Должен сказать, что с дедами мне вообще не повезло. Про Кирея я уже сказал. А дед Василий, фамилию которого я унаследовал, умер совсем молодым. Его даже мой отец не помнил, младенцем был на момент смерти моего деда. Так что, я был лишен в детстве дедовской опеки, не знаю семейных преданий, не знаю своей родословной. Стыдно признаться, но у меня даже интереса к ней нет. Хотя сейчас это стало модно, а главное, безопасно.
Впрочем, если бы они были живы, деды мои, может они бы мне отбили эту блажь — стать лётчиком.
Так я и рос, озадачивая гостей и огорчая родителей желанием стать офицером, а значит - покинуть родное гнездо!

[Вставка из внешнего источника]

//! External collaborator interfaces.
//!
//! The metric store and the expression parser/evaluator live outside this
//! engine (see spec §1/§6). They're modeled here as capability traits so
//! tests can substitute in-memory fakes instead of pulling in a real chart
//! database or expression compiler.

/// Result of a single metric-store query.
#[derive(Debug, Clone, Copy, Default)]
pub struct QueryResult {
    pub value: f64,
    pub db_after: i64,
    pub db_before: i64,
    pub value_is_null: bool,
}

/// Chart-level state a rule's runnability gate needs to see.
#[derive(Debug, Clone, Copy, Default)]
pub struct ChartFlags {
    pub obsolete: bool,
    pub enabled: bool,
    pub collected_samples: u64,
    /// Unix timestamp of the chart's last collection, 0 if never collected.
    pub last_collected_sec: i64,
}

/// The metric chart/dimension database, consumed read-only by the evaluation
/// loop. A non-success query sets `DbError` on the calling rule.
pub trait MetricQuery: Send + Sync {
    #[allow(clippy::too_many_arguments)]
    fn query(
        &self,
        chart: &str,
        dims: &str,
        points: u32,
        after: i64,
        before: i64,
        group: &str,
        options: &str,
    ) -> Result<QueryResult, String>;

    fn first_time(&self, chart: &str) -> i64;
    fn last_time(&self, chart: &str) -> i64;
    fn flags(&self, chart: &str) -> ChartFlags;
}

/// A compiled expression, as handed back by the (external) expression
/// parser. `evaluate` recomputes `result`; failures are reported via
/// `error_msg` rather than via the Rust `Err` payload carrying useful state,
/// mirroring the capability described in spec §6.
pub trait Expression: Send + Sync {
    fn evaluate(&mut self) -> Result<(), String>;
    fn result(&self) -> f64;
    fn error_msg(&self) -> &str;
    fn parsed_as(&self) -> &str;
    fn source(&self) -> &str;
}
//! JSON data files.
//!
//! Every pipeline writes its result as `{data_dir}/{name}.json`, replacing
//! whatever the previous run left there:
//!
//! ```text
//! data_dir/
//! ├── content_extractor1.json
//! ├── url_extractor2.json
//! ├── domain.json
//! ├── country_metrics.json
//! └── top3_links.json
//! ```

use serde::Serialize;
use serde::de::DeserializeOwned;
use std::error::Error;
use std::path::{Path, PathBuf};
use tokio::fs;
use tracing::{error, info, instrument};

/// Path of the data file called `name`.
pub fn data_path(data_dir: &Path, name: &str) -> PathBuf {
    data_dir.join(format!("{name}.json"))
}

/// Serialize `value` as pretty JSON to `{data_dir}/{name}.json`.
///
/// Creates `data_dir` if needed and overwrites any existing file.
#[instrument(level = "info", skip(data_dir, value), fields(data_dir = %data_dir.display()))]
pub async fn write_json<T>(data_dir: &Path, name: &str, value: &T) -> Result<PathBuf, Box<dyn Error>>
where
    T: Serialize + ?Sized,
{
    let json = serde_json::to_string_pretty(value)?;

    if let Err(e) = fs::create_dir_all(data_dir).await {
        error!(error = %e, "Failed to create data dir");
        return Err(e.into());
    }

    let path = data_path(data_dir, name);
    fs::write(&path, json).await?;
    info!(path = %path.display(), "Wrote data file");
    Ok(path)
}

/// Read and deserialize `{data_dir}/{name}.json`.
///
/// # Errors
///
/// Fails if the file is missing or its contents do not match `T`; the error
/// names the file.
pub async fn read_json<T>(data_dir: &Path, name: &str) -> Result<T, Box<dyn Error>>
where
    T: DeserializeOwned,
{
    let path = data_path(data_dir, name);
    let raw = fs::read_to_string(&path)
        .await
        .map_err(|e| format!("cannot read {}: {e}", path.display()))?;
    let value = serde_json::from_str(&raw).map_err(|e| format!("invalid JSON in {}: {e}", path.display()))?;
    Ok(value)
}

#[cfg(test)]
mod tests {
    use super::*;
    use std::collections::BTreeMap;

    #[tokio::test]
    async fn test_write_then_overwrite() {
        let tmp = tempfile::tempdir().unwrap();
        let dir = tmp.path().join("data");

        let first = BTreeMap::from([("spark".to_string(), 4u64)]);
        let path = write_json(&dir, "content_extractor1", &first).await.unwrap();
        assert_eq!(path, dir.join("content_extractor1.json"));

        let second = BTreeMap::from([("flink".to_string(), 3u64)]);
        write_json(&dir, "content_extractor1", &second).await.unwrap();

        let read: BTreeMap<String, u64> = read_json(&dir, "content_extractor1").await.unwrap();
        assert_eq!(read, second);
    }

    #[tokio::test]
    async fn test_read_missing_file_names_it() {
        let tmp = tempfile::tempdir().unwrap();
        let err = read_json::<BTreeMap<String, u64>>(tmp.path(), "domain")
            .await
            .unwrap_err();
        assert!(err.to_string().contains("domain.json"));
    }
}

А в тайниках души тлела и грела мне душу мечта стать художником. Когда я рисовал - время останавливалось! Но результаты обычно меня огорчали. Меня некому было наставить, некому подучить, не было литературы, кисти - и те были проблемой. Сейчас я люблю заходить в магазины для хобби, просто с восторгом смотрю на это разнообразие материалов, инструментов, пособий и пр. По чёрному завидую нынешним детям. Иногда, не удержавшись, что-нибудь себе покупаю. Кисти, краски, карандаши, бумага забили мои столы. А внуков пока Бог не дал, чтобы они меня раскулачили.

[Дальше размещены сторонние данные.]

//! Country distribution and top links derived from Bitly data.

use super::{BitlyApi, LinksByEdition, country_clicks, group_guid, links_by_group, org_guid};
use crate::models::{ClickSummary, CountryMetrics};
use crate::outputs::json;
use crate::utils::format_round2;
use futures::stream::{self, StreamExt};
use std::collections::{BTreeMap, HashMap};
use std::error::Error;
use std::io;
use std::path::Path;
use tracing::{error, info, instrument};

/// Country requests kept in flight at once; Bitly rate limits per minute.
const COUNTRY_CONCURRENCY: usize = 4;

/// Country code → display name.
pub type CountryMap = HashMap<String, String>;

/// Parse the country CSV: a header row, then `name,code` rows.
///
/// Quotes and surrounding whitespace are stripped from both fields; rows
/// with fewer than two fields are ignored.
pub fn parse_country_map<R: io::Read>(reader: R) -> Result<CountryMap, csv::Error> {
    let mut csv_reader = csv::ReaderBuilder::new()
        .has_headers(true)
        .flexible(true)
        .trim(csv::Trim::All)
        .from_reader(reader);

    let clean = |field: &str| field.replace('"', "").trim().to_string();
    let mut map = CountryMap::new();
    for record in csv_reader.records() {
        let record = record?;
        if let (Some(name), Some(code)) = (record.get(0), record.get(1)) {
            map.insert(clean(code), clean(name));
        }
    }
    Ok(map)
}

/// Load the country map from a CSV file.
#[instrument(level = "info", skip_all, fields(path = %path.display()))]
pub fn load_country_map(path: &Path) -> Result<CountryMap, Box<dyn Error>> {
    let file = std::fs::File::open(path)
        .map_err(|e| format!("cannot open country map {}: {e}", path.display()))?;
    let map = parse_country_map(file)?;
    info!(countries = map.len(), "Loaded country map");
    Ok(map)
}

/// Each country's share of all `clicks`, in percent.
///
/// Codes missing from `country_map` are counted as `Others`. Shares are
/// rounded to two decimals and kept as strings. No clicks means no entries.
pub fn country_metrics(clicks: &[(String, u64)], country_map: &CountryMap) -> CountryMetrics {
    let mut per_country: BTreeMap<&str, u64> = BTreeMap::new();
    for (code, count) in clicks {
        let name = country_map.get(code).map(String::as_str).unwrap_or("Others");
        *per_country.entry(name).or_insert(0) += count;
    }

    let total: u64 = per_country.values().sum();
    if total == 0 {
        return CountryMetrics::new();
    }
    per_country
        .into_iter()
        .map(|(name, count)| {
            let share = count as f64 / total as f64 * 100.0;
            (name.to_string(), format_round2(share))
        })
        .collect()
}

/// The `n` most clicked links of each edition, most clicked first.
///
/// Editions appear in ascending order; ties keep API order.
pub fn top_links(links: &LinksByEdition, n: usize) -> Vec<ClickSummary> {
    let mut top = Vec::new();
    for edition_links in links.values() {
        let mut sorted = edition_links.clone();
        sorted.sort_by(|a, b| b.click_count.cmp(&a.click_count));
        top.extend(sorted.into_iter().take(n));
    }
    top
}

/// Fetch country clicks for every link, aggregate, and write
/// `country_metrics.json`.
///
/// A link whose country breakdown cannot be fetched is logged and left out.
#[instrument(level = "info", skip_all)]
pub async fn write_country_metrics<A: BitlyApi>(
    api: &A,
    links: &LinksByEdition,
    country_map: &CountryMap,
    data_dir: &Path,
) -> Result<CountryMetrics, Box<dyn Error>> {
    let ids: Vec<&str> = links
        .values()
        .flatten()
        .map(|l| l.bitly_id.as_str())
        .collect();

    let per_link: Vec<Vec<(String, u64)>> = stream::iter(ids)
        .map(|id| async move {
            match country_clicks(api, id).await {
                Ok(clicks) => Some(clicks),
                Err(e) => {
                    error!(%id, error = %e, "Country metrics fetch failed; skipping link");
                    None
                }
            }
        })
        .buffer_unordered(COUNTRY_CONCURRENCY)
        .filter_map(std::future::ready)
        .collect()
        .await;

    let clicks: Vec<(String, u64)> = per_link.into_iter().flatten().collect();
    let metrics = country_metrics(&clicks, country_map);
    json::write_json(data_dir, "country_metrics", &metrics).await?;
    info!(countries = metrics.len(), "Wrote country metrics");
    Ok(metrics)
}

/// Write the top three links per edition to `top3_links.json`.
#[instrument(level = "info", skip_all)]
pub async fn write_top_links(
    links: &LinksByEdition,
    data_dir: &Path,
) -> Result<Vec<ClickSummary>, Box<dyn Error>> {
    let top = top_links(links, 3);
    json::write_json(data_dir, "top3_links", &top).await?;
    info!(links = top.len(), "Wrote top links");
    Ok(top)
}

/// Full click pipeline: organization → group → links → both data files.
#[instrument(level = "info", skip_all)]
pub async fn run<A: BitlyApi>(
    api: &A,
    country_map: &CountryMap,
    data_dir: &Path,
) -> Result<(), Box<dyn Error>> {
    let org = org_guid(api).await?;
    let group = group_guid(api, &org).await?;
    let links = links_by_group(api, &group).await?;

    write_country_metrics(api, &links, country_map, data_dir).await?;
    write_top_links(&links, data_dir).await?;
    Ok(())
}

#[cfg(test)]
mod tests {
    use super::super::fake::account;
    use super::*;

    const COUNTRY_CSV: &str = "\"Name\",\"Code\"\n\
        \"United Kingdom\",\"GB\"\n\
        \"Russia\", \"RU\"\n\
        \"United States\",\"US\"\n\
        \"India\",\"IN\"\n\
        \"Incomplete\"\n";

    fn summary(id: &str, clicks: u64, edition: &str) -> ClickSummary {
        ClickSummary {
            bitly_id: id.to_string(),
            short_link: format!("https://{id}"),
            long_link: format!("https://example.com/{id}"),
            title: id.to_string(),
            click_count: clicks,
            edition: edition.to_string(),
        }
    }

    #[test]
    fn test_parse_country_map() {
        let map = parse_country_map(COUNTRY_CSV.as_bytes()).unwrap();
        assert_eq!(map["GB"], "United Kingdom");
        assert_eq!(map["RU"], "Russia");
        assert_eq!(map.len(), 4);
        assert!(!map.contains_key("Code"));
    }

    #[test]
    fn test_bundled_country_map() {
        let path = Path::new(env!("CARGO_MANIFEST_DIR")).join("data/country.csv");
        let map = load_country_map(&path).unwrap();
        assert_eq!(map["GB"], "United Kingdom");
        assert_eq!(map["RU"], "Russia");
    }

    #[test]
    fn test_country_metrics_shares() {
        let map = parse_country_map(COUNTRY_CSV.as_bytes()).unwrap();
        let clicks = vec![
            ("US".to_string(), 2),
            ("GB".to_string(), 1),
            ("ZZ".to_string(), 1),
            ("US".to_string(), 2),
        ];
        let metrics = country_metrics(&clicks, &map);
        assert_eq!(metrics["United States"], "66.67");
        assert_eq!(metrics["United Kingdom"], "16.67");
        assert_eq!(metrics["Others"], "16.67");
    }

    #[test]
    fn test_country_metrics_round_half_to_even() {
        let map = parse_country_map(COUNTRY_CSV.as_bytes()).unwrap();
        // 1/32 and 5/32 of the clicks are exactly 3.125% and 15.625%
        let metrics = country_metrics(&[("US".to_string(), 1), ("GB".to_string(), 31)], &map);
        assert_eq!(metrics["United States"], "3.12");
        assert_eq!(metrics["United Kingdom"], "96.88");

        let metrics = country_metrics(&[("IN".to_string(), 5), ("RU".to_string(), 27)], &map);
        assert_eq!(metrics["India"], "15.62");
        assert_eq!(metrics["Russia"], "84.38");
    }

    #[test]
    fn test_country_metrics_without_clicks() {
        let map = CountryMap::new();
        assert!(country_metrics(&[], &map).is_empty());
        assert!(country_metrics(&[("US".to_string(), 0)], &map).is_empty());
    }

    #[test]
    fn test_top_links_per_edition() {
        let mut links = LinksByEdition::new();
        links.insert(
            "DEW #61".to_string(),
            vec![
                summary("a", 1, "DEW #61"),
                summary("b", 9, "DEW #61"),
                summary("c", 5, "DEW #61"),
                summary("d", 7, "DEW #61"),
            ],
        );
        links.insert("DEW #60".to_string(), vec![summary("e", 3, "DEW #60")]);

        let top = top_links(&links, 3);
        let ids: Vec<&str> = top.iter().map(|l| l.bitly_id.as_str()).collect();
        assert_eq!(ids, vec!["e", "b", "d", "c"]);
    }

    #[tokio::test]
    async fn test_run_writes_both_files() {
        let tmp = tempfile::tempdir().unwrap();
        let api = account();
        let map = parse_country_map(COUNTRY_CSV.as_bytes()).unwrap();

        run(&api, &map, tmp.path()).await.unwrap();

        let metrics: CountryMetrics = json::read_json(tmp.path(), "country_metrics").await.unwrap();
        // US 26, GB 4, Others 10, India 10 out of 50
        assert_eq!(metrics["United States"], "52.0");
        assert_eq!(metrics["United Kingdom"], "8.0");
        assert_eq!(metrics["Others"], "20.0");
        assert_eq!(metrics["India"], "20.0");

        let top: Vec<ClickSummary> = json::read_json(tmp.path(), "top3_links").await.unwrap();
        let ids: Vec<&str> = top.iter().map(|l| l.bitly_id.as_str()).collect();
        assert_eq!(ids, vec!["bit.ly/b", "bit.ly/a", "bit.ly/c"]);
    }
}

Я читал про художников, читал про армию. Наша хуторская библиотека не могла полностью удовлетворить мой интерес. Маловато было в ней книг. А потому в голове моей было много пробелов по профессиям. Где-то к шестому классу до меня дошло, что «офицер» - слишком общее понятие. Пора определиться со специальностью военной.
Конечно, самые красивые со службы приходили моряки! « Бескозырка белая, в полоску воротник...» Но у меня была слабость на качку. Морслужба отпадала.

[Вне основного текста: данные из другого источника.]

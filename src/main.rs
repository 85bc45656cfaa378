//! # DEW Analytics
//!
//! Batch analytics for the links shared in the Data Engineering Weekly
//! newsletter: keyword statistics over the linked articles, the sites they
//! come from, where readers click from, and which links they click most.
//!
//! ## Usage
//!
//! ```sh
//! dew_analytics keywords
//! BITLY_ACCESS_TOKEN=... dew_analytics clicks
//! dew_analytics dashboard --geography --top-links
//! ```
//!
//! ## Architecture
//!
//! Each subcommand is a pipeline writing JSON files into the data directory:
//! 1. **keywords**: edition pages → article links → `domain.json`, then
//!    article text and URL slugs → one `{strategy}{n}.json` per n-gram run
//! 2. **clicks**: Bitly links per edition → `top3_links.json` and
//!    `country_metrics.json`
//! 3. **dashboard**: data files → `dashboard.md`

use clap::Parser;
use std::error::Error;
use std::time::Duration;
use tracing::{debug, error, info, instrument};
use tracing_subscriber::{EnvFilter, fmt as tfmt};

mod analysis;
mod bitly;
mod cli;
mod config;
mod keywords;
mod models;
mod outputs;
mod scrapers;
mod utils;

use bitly::{HttpBitly, RetryApi};
use cli::{Cli, Command};
use config::AnalysisConfig;
use outputs::dashboard;
use scrapers::newsletter;
use utils::ensure_writable_dir;

#[tokio::main]
#[instrument]
async fn main() -> Result<(), Box<dyn Error>> {
    // --- Tracing init ---
    let filter = EnvFilter::try_from_default_env().unwrap_or_else(|_| EnvFilter::new("info"));
    tfmt()
        .with_env_filter(filter)
        .with_target(true)
        .with_file(false)
        .with_line_number(false)
        .with_timer(tracing_subscriber::fmt::time::UtcTime::rfc_3339())
        .init();

    let start_time = std::time::Instant::now();
    info!("dew_analytics starting up");

    let args = Cli::parse();
    debug!(data_dir = %args.data_dir.display(), config = ?args.config, "Parsed CLI arguments");

    if let Err(e) = ensure_writable_dir(&args.data_dir).await {
        error!(
            path = %args.data_dir.display(),
            error = %e,
            "Data directory is not writable (fix perms or choose a different path)"
        );
        return Err(e);
    }

    let config = config::load_config(args.config.as_deref())?;

    match args.command {
        Command::Keywords => run_keywords(&config, &args.data_dir).await?,
        Command::Clicks {
            bitly_token,
            country_csv,
        } => {
            let country_csv = country_csv.unwrap_or_else(|| args.data_dir.join("country.csv"));
            run_clicks(&config, &bitly_token, &country_csv, &args.data_dir).await?
        }
        Command::Dashboard(dashboard_args) => {
            let (path, md) = dashboard::write_dashboard(
                &args.data_dir,
                dashboard_args.sections(),
                &config.runs,
                dashboard_args.limit,
            )
            .await?;
            info!(path = %path.display(), "Dashboard ready");
            if dashboard_args.print {
                println!("{md}");
            }
        }
    }

    let elapsed = start_time.elapsed();
    info!(
        ?elapsed,
        secs = elapsed.as_secs(),
        millis = elapsed.subsec_millis(),
        "Execution complete"
    );
    Ok(())
}

/// Editions → links → domain statistics → n-gram keyword statistics.
#[instrument(level = "info", skip_all)]
async fn run_keywords(
    config: &AnalysisConfig,
    data_dir: &std::path::Path,
) -> Result<(), Box<dyn Error>> {
    let client = scrapers::http_client(config)?;

    let editions = newsletter::weekly_links(config);
    let links = newsletter::collect_article_links(&client, editions, config).await;
    if links.is_empty() {
        return Err("no article links found in any edition".into());
    }

    analysis::domain::domain_names(&links, data_dir).await?;
    analysis::ngram::execute(&client, &links, config, data_dir).await;
    Ok(())
}

/// Bitly links → country distribution and top links per edition.
#[instrument(level = "info", skip_all)]
async fn run_clicks(
    config: &AnalysisConfig,
    token: &str,
    country_csv: &std::path::Path,
    data_dir: &std::path::Path,
) -> Result<(), Box<dyn Error>> {
    let country_map = bitly::metrics::load_country_map(country_csv)?;
    let client = scrapers::http_client(config)?;
    let api = RetryApi::new(HttpBitly::new(client, token), 5, Duration::from_secs(1));
    info!(?api, "Bitly client ready");
    bitly::metrics::run(&api, &country_map, data_dir).await
}
//! Data Engineering Weekly edition indexing.
//!
//! Edition URLs follow a fixed pattern, so no crawling is needed to find
//! them. Each edition page is then scanned for outbound links, which are the
//! articles shared that week.

use super::fetch_html;
use crate::config::{AnalysisConfig, LinkFilters};
use futures::stream::{self, StreamExt};
use reqwest::Client;
use scraper::{Html, Selector};
use std::collections::BTreeSet;
use std::error::Error;
use tracing::{debug, error, info, instrument, warn};
use url::Url;

/// Whether `url` parses with both a scheme and a host.
pub fn is_valid(url: &str) -> bool {
    Url::parse(url).is_ok_and(|u| !u.scheme().is_empty() && u.has_host())
}

/// Build the edition page URLs for the configured edition range.
#[instrument(level = "info", skip_all, fields(first = config.first_edition, last = config.last_edition))]
pub fn weekly_links(config: &AnalysisConfig) -> Vec<String> {
    let mut editions = Vec::new();
    for edition in config.first_edition..config.last_edition {
        let url = config
            .edition_url_template
            .replace("{edition}", &edition.to_string());
        if is_valid(&url) {
            editions.push(url);
        } else {
            warn!(%url, "Found invalid edition url");
        }
    }
    info!(count = editions.len(), "Built edition URLs");
    editions
}

/// Extract the outbound article links from an edition page.
///
/// Links are resolved against `base`, reduced to `scheme://host/path`, and
/// kept only if they are http(s), do not point back at the newsletter's own
/// host, and are not rejected by `filters`.
pub fn article_links(base: &Url, html: &str, filters: &LinkFilters) -> BTreeSet<String> {
    let document = Html::parse_document(html);
    let anchor = Selector::parse("a[href]").unwrap();
    let own_host = base.host_str().unwrap_or_default();

    let mut links = BTreeSet::new();
    for element in document.select(&anchor) {
        let Some(href) = element.value().attr("href").map(str::trim) else {
            continue;
        };
        if href.is_empty() {
            continue;
        }
        let Ok(resolved) = base.join(href) else {
            debug!(%href, "Unresolvable href");
            continue;
        };
        if !matches!(resolved.scheme(), "http" | "https") {
            continue;
        }
        let Some(host) = resolved.host_str() else {
            continue;
        };
        let port = resolved.port().map(|p| format!(":{p}")).unwrap_or_default();
        let link = format!("{}://{}{}{}", resolved.scheme(), host, port, resolved.path());

        if !own_host.is_empty() && link.contains(own_host) {
            continue;
        }
        if filters.rejects(&link) {
            continue;
        }
        links.insert(link);
    }
    links
}

/// Fetch one edition page and extract its article links.
#[instrument(level = "info", skip(client, filters))]
pub async fn fetch_edition_links(
    client: &Client,
    edition_url: &str,
    filters: &LinkFilters,
) -> Result<BTreeSet<String>, Box<dyn Error>> {
    let base = Url::parse(edition_url)?;
    let html = fetch_html(client, edition_url).await?;
    let links = article_links(&base, &html, filters);
    info!(count = links.len(), "Indexed edition links");
    Ok(links)
}

/// Fetch every edition concurrently and concatenate their article links.
///
/// A link shared in several editions appears once per edition. Editions
/// that fail to load are logged and skipped.
#[instrument(level = "info", skip_all, fields(editions = editions.len()))]
pub async fn collect_article_links(
    client: &Client,
    editions: Vec<String>,
    config: &AnalysisConfig,
) -> Vec<String> {
    let filters = &config.link_filters;
    let mut per_edition: Vec<(String, BTreeSet<String>)> = stream::iter(editions)
        .map(|edition| async move {
            match fetch_edition_links(client, &edition, filters).await {
                Ok(links) => Some((edition, links)),
                Err(e) => {
                    error!(error = %e, %edition, "Edition fetch failed");
                    None
                }
            }
        })
        .buffer_unordered(config.concurrency.max(1))
        .filter_map(std::future::ready)
        .collect()
        .await;
    per_edition.sort_by(|a, b| a.0.cmp(&b.0));

    let links: Vec<String> = per_edition
        .into_iter()
        .flat_map(|(_, links)| links)
        .collect();
    info!(count = links.len(), "Collected article links");
    links
}

#[cfg(test)]
mod tests {
    use super::*;

    const EDITION_HTML: &str = r##"
        <html><body>
          <a href="https://engineering.example.com/post/streaming-joins?utm_source=dew#top">Joins</a>
          <a href="/p/data-engineering-weekly-41">Previous edition</a>
          <a href="https://www.dataengineeringweekly.com/subscribe">Subscribe</a>
          <a href="https://substack.com">Substack</a>
          <a href="https://twitter.com/someone/status/12345">Tweet</a>
          <a href="https://www.youtube.com/watch?v=abc">Talk</a>
          <a href="javascript:void(0)">Share</a>
          <a href="mailto:editor@example.com">Mail</a>
          <a href="">Empty</a>
          <a>No href</a>
          <a href="https://medium.com/airbnb-engineering/data-quality-at-airbnb-870d03080469">Airbnb</a>
          <a href="https://engineering.example.com/post/streaming-joins">Joins again</a>
        </body></html>
    "##;

    fn base() -> Url {
        Url::parse("https://www.dataengineeringweekly.com/p/data-engineering-weekly-42").unwrap()
    }

    #[test]
    fn test_is_valid() {
        assert!(is_valid("https://www.dataengineeringweekly.com/p/data-engineering-weekly-24"));
        assert!(!is_valid("not a url"));
        assert!(!is_valid("data:text/plain,hello"));
    }

    #[test]
    fn test_weekly_links_covers_range() {
        let config = AnalysisConfig::default();
        let links = weekly_links(&config);
        assert_eq!(links.len(), 42);
        assert_eq!(
            links[0],
            "https://www.dataengineeringweekly.com/p/data-engineering-weekly-24"
        );
        assert!(links.last().unwrap().ends_with("-65"));
    }

    #[test]
    fn test_weekly_links_skips_invalid_template() {
        let config = AnalysisConfig {
            edition_url_template: "editions/{edition}".to_string(),
            ..AnalysisConfig::default()
        };
        assert!(weekly_links(&config).is_empty());
    }

    #[test]
    fn test_article_links_filters_and_normalises() {
        let links = article_links(&base(), EDITION_HTML, &LinkFilters::default());
        let links: Vec<&str> = links.iter().map(String::as_str).collect();
        assert_eq!(
            links,
            vec![
                "https://engineering.example.com/post/streaming-joins",
                "https://medium.com/airbnb-engineering/data-quality-at-airbnb-870d03080469",
            ]
        );
    }

    #[test]
    fn test_article_links_without_filters_keeps_social_links() {
        let filters = LinkFilters {
            deny_exact: vec![],
            deny_contains: vec![],
        };
        let links = article_links(&base(), EDITION_HTML, &filters);
        assert!(links.contains("https://twitter.com/someone/status/12345"));
        assert!(links.contains("https://www.youtube.com/watch"));
        assert!(!links.iter().any(|l| l.contains("dataengineeringweekly.com")));
        assert!(!links.iter().any(|l| l.starts_with("mailto")));
    }

    /// Serve `body` to every request on a local port.
    async fn serve(body: &'static str) -> std::net::SocketAddr {
        use tokio::io::{AsyncReadExt, AsyncWriteExt};

        let listener = tokio::net::TcpListener::bind("127.0.0.1:0").await.unwrap();
        let addr = listener.local_addr().unwrap();
        tokio::spawn(async move {
            while let Ok((mut socket, _)) = listener.accept().await {
                tokio::spawn(async move {
                    let mut request = [0u8; 4096];
                    let _ = socket.read(&mut request).await;
                    let response = format!(
                        "HTTP/1.1 200 OK\r\nContent-Type: text/html\r\nContent-Length: {}\r\nConnection: close\r\n\r\n{}",
                        body.len(),
                        body
                    );
                    let _ = socket.write_all(response.as_bytes()).await;
                    let _ = socket.shutdown().await;
                });
            }
        });
        addr
    }

    #[tokio::test]
    async fn test_collect_article_links_skips_failed_edition() {
        let addr = serve(EDITION_HTML).await;
        let reachable = format!("http://{addr}/p/data-engineering-weekly-41");
        let editions = vec![
            "http://127.0.0.1:9/p/data-engineering-weekly-40".to_string(),
            reachable.clone(),
        ];
        let config = AnalysisConfig::default();
        let client = Client::builder()
            .no_proxy()
            .timeout(std::time::Duration::from_secs(5))
            .build()
            .unwrap();

        let links = collect_article_links(&client, editions, &config).await;

        let expected: Vec<String> =
            article_links(&Url::parse(&reachable).unwrap(), EDITION_HTML, &config.link_filters)
                .into_iter()
                .collect();
        assert!(!expected.is_empty());
        assert_eq!(links, expected);
    }

    #[tokio::test]
    async fn test_collect_article_links_repeats_links_across_editions() {
        let addr = serve(EDITION_HTML).await;
        let editions = vec![
            format!("http://{addr}/p/data-engineering-weekly-41"),
            format!("http://{addr}/p/data-engineering-weekly-42"),
        ];
        let client = Client::builder()
            .no_proxy()
            .timeout(std::time::Duration::from_secs(5))
            .build()
            .unwrap();

        let links = collect_article_links(&client, editions, &AnalysisConfig::default()).await;

        let joins = "https://engineering.example.com/post/streaming-joins";
        assert_eq!(links.iter().filter(|l| *l == joins).count(), 2);
    }
}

На обочине трассы на Вёшенскую, остановку называли Василёвка, на постаменте стоял танк Т-34. Как-то мне удалось в него попасть. Тогда люк у него ещё не был заварен, да и постамент позволял свободно забраться на танк. Ограниченное пространство башни, узкие смотровые щели вызвали у меня приступ клаустрофобии. Я шустро покинул башню славного танка с отчётливым пониманием, что тесные боевые машины с ограниченным обзором - не для меня!
Однажды над хутором на малой высоте пролетел огромный боевой самолёт. Буквально несколько секунд он был в поле моего зрения. Его появление было равносильно появлению НЛО. Единственный самолёт, который периодически появлялся над нашим хутором - самолёт М. Шолохова. Это была чешская модель "Морава". Писателя на нём, по рассказам взрослых, доставляли в Ростов из Вёшенской и обратно. Пролетал он гораздо выше. Вблизи же ни одного самолёта я никогда не видел. А тут... Почему так низко? Моя фантазия сочинила катастрофу военного самолёта. Конечно, они погибли. И кто-то должен их заменить! Вот оно моё предназначение! Так я определился с военной специальностью. Лётчик-истребитель!
Странно. Самолёт я увидел с большим экипажем, а летать хотел в одиночестве. Да, почему-то к этому времени мне уже не нравилось брать ответственность за чужие жизни. Это тоже было не для меня. Много позже, поближе познакомившись с одним экипажем транспортника, понял, что это было заблуждение. Не зря говорят: "на миру и смерть красна". В компании погибать гораздо веселей, да и выживать тоже.
Озвучивать своё желание я не стал. Где наш хутор и где военные лётчики! Теперь на моём столе чаще всего появлялись книги на авиационные и космические темы. И однажды мой одноклассник, как-то таинственно понизив голос и кивая на книгу, заявил мне, что он понял куда я собираюсь после школы. И, закатив глаза, ткнул пальцем в потолок. Я не отпирался, но и не конкретизировал. Планку поставил слишком высоко и не хотел отпугнуть удачу сторонними сомнениями на мой счёт. Теперь я стал говорить, что после школы пойду в военное училище. Там видно будет — в какое.